PROBLEM DESCRIPTION – Of all the lines in the entries below, give again exactly those starting at the line containing "let iter = values.into_iter();" and ending at the line containing "chunks.push(SQLChunk::Token(Token::EQ));", both ends included, and no others.

THE DATA –
★ ★ ★

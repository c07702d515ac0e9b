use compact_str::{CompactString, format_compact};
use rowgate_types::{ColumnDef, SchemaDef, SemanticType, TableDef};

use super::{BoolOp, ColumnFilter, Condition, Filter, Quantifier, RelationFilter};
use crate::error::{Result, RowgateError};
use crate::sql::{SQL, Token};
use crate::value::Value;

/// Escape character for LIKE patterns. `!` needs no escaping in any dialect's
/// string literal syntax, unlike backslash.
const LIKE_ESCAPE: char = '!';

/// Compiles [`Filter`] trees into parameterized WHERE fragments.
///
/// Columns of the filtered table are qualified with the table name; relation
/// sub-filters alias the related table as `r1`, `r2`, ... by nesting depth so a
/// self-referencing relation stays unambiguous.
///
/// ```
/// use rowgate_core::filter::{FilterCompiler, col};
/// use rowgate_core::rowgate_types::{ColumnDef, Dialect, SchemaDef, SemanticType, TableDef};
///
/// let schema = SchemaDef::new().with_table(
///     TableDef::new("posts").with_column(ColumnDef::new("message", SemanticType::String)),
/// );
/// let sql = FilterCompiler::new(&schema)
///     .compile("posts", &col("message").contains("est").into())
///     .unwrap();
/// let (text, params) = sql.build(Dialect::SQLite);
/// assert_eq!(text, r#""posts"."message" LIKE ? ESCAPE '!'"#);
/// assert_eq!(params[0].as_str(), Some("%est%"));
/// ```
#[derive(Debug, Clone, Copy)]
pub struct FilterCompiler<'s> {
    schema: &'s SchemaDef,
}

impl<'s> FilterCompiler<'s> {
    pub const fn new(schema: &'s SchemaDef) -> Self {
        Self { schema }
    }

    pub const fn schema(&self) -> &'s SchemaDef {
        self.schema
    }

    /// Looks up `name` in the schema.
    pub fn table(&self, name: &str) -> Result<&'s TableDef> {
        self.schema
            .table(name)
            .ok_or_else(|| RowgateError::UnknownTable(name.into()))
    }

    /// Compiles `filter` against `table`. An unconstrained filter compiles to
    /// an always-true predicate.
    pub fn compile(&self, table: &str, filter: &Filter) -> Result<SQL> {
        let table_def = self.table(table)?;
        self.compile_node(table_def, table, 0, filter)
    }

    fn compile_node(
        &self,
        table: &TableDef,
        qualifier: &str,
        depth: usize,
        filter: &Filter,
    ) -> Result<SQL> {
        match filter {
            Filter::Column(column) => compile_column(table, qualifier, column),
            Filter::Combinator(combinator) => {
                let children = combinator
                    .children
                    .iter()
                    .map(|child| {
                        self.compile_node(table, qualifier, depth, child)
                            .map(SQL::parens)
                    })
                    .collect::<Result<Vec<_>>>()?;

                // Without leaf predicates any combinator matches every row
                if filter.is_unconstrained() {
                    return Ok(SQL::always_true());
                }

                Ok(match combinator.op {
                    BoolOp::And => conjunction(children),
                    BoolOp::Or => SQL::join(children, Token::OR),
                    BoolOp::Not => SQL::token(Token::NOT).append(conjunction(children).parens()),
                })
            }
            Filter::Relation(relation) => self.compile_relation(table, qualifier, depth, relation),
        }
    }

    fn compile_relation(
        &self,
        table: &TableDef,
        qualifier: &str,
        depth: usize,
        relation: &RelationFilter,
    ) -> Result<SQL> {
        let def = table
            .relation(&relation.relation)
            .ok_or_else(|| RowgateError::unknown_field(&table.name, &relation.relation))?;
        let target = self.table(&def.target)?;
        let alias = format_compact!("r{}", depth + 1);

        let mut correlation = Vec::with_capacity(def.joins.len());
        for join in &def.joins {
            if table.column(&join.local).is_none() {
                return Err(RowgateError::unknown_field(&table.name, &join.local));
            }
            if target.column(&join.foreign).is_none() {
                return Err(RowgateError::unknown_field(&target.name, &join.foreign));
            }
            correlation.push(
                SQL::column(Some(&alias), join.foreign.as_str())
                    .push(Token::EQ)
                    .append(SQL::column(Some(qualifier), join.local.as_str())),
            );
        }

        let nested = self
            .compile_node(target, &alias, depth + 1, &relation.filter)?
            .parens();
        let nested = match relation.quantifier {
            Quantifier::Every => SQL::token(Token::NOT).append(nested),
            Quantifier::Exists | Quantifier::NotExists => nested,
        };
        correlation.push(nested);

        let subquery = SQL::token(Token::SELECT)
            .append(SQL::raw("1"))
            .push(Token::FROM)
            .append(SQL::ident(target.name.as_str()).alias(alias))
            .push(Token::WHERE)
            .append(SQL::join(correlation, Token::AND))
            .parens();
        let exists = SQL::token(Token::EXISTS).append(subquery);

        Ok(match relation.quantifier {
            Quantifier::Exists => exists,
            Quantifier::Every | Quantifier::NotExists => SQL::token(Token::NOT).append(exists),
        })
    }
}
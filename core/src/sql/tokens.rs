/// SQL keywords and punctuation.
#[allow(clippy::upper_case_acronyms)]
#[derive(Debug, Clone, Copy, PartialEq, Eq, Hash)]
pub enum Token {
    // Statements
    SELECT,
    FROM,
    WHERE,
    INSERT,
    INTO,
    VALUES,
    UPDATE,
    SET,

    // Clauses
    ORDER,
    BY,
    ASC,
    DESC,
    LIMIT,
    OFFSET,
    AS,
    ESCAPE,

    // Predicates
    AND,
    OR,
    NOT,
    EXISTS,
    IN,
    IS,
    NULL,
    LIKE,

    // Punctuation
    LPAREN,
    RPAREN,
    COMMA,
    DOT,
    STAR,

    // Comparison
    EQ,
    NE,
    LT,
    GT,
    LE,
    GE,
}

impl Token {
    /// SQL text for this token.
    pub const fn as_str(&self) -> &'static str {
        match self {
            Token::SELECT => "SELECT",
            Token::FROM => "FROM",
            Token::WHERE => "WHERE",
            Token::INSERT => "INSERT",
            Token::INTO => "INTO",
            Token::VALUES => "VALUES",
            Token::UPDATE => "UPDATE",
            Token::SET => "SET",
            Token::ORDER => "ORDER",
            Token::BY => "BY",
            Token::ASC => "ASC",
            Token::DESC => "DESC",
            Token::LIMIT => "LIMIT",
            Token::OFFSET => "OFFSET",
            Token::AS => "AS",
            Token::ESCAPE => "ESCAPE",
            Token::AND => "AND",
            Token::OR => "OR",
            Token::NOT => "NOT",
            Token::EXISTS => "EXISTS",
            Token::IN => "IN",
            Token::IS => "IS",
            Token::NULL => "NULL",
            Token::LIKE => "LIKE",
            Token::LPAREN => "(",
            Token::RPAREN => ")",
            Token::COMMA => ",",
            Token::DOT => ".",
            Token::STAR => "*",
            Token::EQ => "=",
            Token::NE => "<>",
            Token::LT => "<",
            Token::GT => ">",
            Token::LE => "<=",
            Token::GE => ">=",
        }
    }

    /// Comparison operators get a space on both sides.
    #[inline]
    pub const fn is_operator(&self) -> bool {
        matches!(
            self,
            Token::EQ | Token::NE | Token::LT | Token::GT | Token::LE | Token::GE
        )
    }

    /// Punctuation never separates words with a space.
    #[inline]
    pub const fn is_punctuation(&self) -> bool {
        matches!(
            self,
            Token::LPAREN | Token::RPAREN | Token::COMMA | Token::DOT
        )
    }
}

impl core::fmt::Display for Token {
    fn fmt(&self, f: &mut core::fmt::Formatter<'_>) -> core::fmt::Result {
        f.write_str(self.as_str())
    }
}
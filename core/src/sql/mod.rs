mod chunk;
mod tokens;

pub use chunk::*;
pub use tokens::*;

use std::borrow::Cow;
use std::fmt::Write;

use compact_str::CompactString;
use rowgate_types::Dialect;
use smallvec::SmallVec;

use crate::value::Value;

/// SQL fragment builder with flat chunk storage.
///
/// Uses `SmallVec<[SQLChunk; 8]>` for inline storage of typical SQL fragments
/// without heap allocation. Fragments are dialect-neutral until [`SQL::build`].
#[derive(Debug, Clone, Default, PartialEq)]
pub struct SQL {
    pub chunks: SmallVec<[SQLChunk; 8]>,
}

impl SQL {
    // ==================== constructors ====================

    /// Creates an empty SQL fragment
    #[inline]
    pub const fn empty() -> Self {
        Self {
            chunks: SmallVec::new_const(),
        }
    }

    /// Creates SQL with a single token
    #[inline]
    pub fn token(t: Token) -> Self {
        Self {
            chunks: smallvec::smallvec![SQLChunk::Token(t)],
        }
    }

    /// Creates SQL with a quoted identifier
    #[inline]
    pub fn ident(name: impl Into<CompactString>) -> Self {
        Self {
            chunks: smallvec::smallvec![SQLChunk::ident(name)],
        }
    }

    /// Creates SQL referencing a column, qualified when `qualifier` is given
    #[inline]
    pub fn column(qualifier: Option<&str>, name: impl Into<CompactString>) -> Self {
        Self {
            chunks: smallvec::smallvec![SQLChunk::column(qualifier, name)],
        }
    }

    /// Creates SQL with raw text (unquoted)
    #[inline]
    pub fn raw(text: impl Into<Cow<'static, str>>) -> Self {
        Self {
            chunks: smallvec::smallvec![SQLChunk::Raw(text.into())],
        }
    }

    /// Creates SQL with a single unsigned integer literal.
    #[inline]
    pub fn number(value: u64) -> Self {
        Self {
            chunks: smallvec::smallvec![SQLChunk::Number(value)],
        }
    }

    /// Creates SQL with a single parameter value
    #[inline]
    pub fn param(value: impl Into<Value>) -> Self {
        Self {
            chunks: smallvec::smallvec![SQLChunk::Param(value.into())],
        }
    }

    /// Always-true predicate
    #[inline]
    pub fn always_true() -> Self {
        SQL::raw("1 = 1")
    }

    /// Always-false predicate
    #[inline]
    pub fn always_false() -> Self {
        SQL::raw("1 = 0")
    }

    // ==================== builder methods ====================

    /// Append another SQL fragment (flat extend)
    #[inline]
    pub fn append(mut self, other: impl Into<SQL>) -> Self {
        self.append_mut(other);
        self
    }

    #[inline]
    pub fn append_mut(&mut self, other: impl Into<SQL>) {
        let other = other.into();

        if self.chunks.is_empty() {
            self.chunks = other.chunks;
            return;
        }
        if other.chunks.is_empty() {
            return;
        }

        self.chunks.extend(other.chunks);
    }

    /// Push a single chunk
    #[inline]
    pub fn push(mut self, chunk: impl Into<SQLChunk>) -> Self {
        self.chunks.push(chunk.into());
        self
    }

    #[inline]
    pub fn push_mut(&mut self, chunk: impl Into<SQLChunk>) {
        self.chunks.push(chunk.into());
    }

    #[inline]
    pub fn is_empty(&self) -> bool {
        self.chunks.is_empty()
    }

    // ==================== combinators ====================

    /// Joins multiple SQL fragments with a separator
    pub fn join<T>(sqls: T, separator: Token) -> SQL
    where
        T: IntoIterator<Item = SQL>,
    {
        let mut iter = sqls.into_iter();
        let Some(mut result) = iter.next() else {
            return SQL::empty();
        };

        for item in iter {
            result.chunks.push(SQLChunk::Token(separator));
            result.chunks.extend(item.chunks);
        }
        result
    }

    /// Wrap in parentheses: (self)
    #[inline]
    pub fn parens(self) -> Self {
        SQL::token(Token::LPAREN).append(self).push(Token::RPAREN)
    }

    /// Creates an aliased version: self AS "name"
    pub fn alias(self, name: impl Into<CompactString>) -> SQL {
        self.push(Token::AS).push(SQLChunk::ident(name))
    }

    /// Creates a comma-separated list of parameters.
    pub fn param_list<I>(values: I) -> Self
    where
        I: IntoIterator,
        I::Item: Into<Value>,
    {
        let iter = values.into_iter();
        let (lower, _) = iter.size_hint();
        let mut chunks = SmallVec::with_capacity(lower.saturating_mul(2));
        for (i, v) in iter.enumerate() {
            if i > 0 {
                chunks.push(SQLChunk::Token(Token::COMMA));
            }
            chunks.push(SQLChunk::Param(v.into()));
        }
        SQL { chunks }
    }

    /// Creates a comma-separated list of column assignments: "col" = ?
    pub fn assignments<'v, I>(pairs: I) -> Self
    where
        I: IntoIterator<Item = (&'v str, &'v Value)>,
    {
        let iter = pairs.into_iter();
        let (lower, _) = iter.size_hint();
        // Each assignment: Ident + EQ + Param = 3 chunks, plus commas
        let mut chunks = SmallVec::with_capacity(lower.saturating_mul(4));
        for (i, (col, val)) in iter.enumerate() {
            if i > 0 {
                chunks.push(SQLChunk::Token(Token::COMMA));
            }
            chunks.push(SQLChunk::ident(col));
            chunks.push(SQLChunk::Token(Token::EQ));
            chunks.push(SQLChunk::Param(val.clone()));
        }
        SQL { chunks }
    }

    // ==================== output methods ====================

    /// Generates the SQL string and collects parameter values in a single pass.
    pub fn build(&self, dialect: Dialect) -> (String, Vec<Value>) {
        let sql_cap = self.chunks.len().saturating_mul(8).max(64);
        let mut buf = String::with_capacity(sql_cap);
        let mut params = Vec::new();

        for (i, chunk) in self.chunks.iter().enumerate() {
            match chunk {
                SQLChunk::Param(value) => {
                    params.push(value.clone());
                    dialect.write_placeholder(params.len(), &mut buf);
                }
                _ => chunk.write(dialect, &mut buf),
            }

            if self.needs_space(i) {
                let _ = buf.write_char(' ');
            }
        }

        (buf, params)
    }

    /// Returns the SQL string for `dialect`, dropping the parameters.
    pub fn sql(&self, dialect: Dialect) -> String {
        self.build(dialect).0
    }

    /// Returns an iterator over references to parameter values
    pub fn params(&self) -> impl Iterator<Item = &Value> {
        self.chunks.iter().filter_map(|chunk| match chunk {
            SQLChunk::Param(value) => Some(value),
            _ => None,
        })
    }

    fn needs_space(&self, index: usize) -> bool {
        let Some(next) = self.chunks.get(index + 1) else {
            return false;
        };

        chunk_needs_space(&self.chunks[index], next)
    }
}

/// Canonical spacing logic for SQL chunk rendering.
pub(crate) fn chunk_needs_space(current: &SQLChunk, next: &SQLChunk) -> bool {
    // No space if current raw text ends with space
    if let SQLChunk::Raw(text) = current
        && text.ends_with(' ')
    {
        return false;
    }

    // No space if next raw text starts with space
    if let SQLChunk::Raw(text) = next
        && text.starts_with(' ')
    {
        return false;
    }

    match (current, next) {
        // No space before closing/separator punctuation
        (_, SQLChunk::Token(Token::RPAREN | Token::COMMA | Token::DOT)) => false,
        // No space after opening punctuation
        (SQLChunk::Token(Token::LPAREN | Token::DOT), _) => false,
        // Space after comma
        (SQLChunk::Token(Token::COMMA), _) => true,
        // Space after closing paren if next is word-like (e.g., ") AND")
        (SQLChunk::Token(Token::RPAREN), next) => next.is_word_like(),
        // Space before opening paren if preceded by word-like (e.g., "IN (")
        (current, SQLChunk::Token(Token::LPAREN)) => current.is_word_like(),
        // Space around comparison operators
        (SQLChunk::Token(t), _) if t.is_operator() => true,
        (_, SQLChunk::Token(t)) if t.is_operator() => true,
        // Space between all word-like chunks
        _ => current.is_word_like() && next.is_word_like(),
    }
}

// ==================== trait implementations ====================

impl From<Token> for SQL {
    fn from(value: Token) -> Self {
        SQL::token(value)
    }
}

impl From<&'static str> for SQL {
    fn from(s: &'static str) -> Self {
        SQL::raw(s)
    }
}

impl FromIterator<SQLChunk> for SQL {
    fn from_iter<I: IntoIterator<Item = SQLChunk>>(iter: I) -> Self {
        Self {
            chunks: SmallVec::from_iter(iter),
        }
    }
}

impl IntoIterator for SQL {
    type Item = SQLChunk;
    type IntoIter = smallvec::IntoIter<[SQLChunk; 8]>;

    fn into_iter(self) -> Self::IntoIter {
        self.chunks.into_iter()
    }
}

★ ★ ★

EXPECTED ANSWER –
        let iter = values.into_iter();
        let (lower, _) = iter.size_hint();
        let mut chunks = SmallVec::with_capacity(lower.saturating_mul(2));
        for (i, v) in iter.enumerate() {
            if i > 0 {
                chunks.push(SQLChunk::Token(Token::COMMA));
            }
            chunks.push(SQLChunk::Param(v.into()));
        }
        SQL { chunks }
    }

    /// Creates a comma-separated list of column assignments: "col" = ?
    pub fn assignments<'v, I>(pairs: I) -> Self
    where
        I: IntoIterator<Item = (&'v str, &'v Value)>,
    {
        let iter = pairs.into_iter();
        let (lower, _) = iter.size_hint();
        // Each assignment: Ident + EQ + Param = 3 chunks, plus commas
        let mut chunks = SmallVec::with_capacity(lower.saturating_mul(4));
        for (i, (col, val)) in iter.enumerate() {
            if i > 0 {
                chunks.push(SQLChunk::Token(Token::COMMA));
            }
            chunks.push(SQLChunk::ident(col));
            chunks.push(SQLChunk::Token(Token::EQ));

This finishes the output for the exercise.